BEGIN

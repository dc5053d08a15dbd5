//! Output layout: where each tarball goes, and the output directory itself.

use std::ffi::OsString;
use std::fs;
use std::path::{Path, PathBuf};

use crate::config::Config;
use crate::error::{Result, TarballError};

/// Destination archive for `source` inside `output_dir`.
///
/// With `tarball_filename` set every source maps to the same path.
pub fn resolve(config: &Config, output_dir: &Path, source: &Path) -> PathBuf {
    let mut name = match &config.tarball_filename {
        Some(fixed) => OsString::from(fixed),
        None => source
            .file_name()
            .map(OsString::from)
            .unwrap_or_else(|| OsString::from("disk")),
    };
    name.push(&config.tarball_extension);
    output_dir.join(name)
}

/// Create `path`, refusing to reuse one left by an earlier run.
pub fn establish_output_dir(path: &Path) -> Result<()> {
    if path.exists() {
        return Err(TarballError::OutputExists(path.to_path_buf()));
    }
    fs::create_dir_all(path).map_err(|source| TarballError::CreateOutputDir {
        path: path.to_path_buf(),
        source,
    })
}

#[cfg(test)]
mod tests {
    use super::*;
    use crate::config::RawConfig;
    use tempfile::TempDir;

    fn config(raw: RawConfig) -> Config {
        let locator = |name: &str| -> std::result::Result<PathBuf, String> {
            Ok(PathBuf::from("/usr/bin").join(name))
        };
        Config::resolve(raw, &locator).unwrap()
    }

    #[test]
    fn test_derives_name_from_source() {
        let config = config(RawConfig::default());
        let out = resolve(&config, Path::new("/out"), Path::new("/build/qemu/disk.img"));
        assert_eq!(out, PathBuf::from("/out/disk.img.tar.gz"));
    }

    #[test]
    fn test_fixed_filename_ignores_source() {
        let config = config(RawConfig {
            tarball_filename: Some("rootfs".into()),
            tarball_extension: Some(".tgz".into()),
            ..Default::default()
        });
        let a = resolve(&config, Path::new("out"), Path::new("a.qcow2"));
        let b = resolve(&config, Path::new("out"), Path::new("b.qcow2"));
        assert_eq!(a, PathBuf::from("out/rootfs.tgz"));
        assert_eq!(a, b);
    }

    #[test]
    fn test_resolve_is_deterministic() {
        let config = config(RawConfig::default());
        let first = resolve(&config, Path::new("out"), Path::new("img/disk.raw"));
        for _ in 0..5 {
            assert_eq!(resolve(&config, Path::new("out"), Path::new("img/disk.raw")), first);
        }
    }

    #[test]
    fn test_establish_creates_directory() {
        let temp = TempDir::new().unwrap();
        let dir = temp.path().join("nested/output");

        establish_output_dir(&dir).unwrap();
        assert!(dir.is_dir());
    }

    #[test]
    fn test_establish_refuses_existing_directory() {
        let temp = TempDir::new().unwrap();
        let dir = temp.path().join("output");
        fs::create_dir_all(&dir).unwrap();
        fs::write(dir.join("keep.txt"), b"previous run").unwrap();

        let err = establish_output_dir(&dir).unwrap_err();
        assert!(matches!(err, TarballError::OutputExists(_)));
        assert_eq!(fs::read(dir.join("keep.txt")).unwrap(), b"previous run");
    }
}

END

ABOUT THIS EXERCISE: When a line above contains the string "Result", copy that line.

OUTPUT OF THE TASK:
use crate::error::{Result, TarballError};
pub fn establish_output_dir(path: &Path) -> Result<()> {
        let locator = |name: &str| -> std::result::Result<PathBuf, String> {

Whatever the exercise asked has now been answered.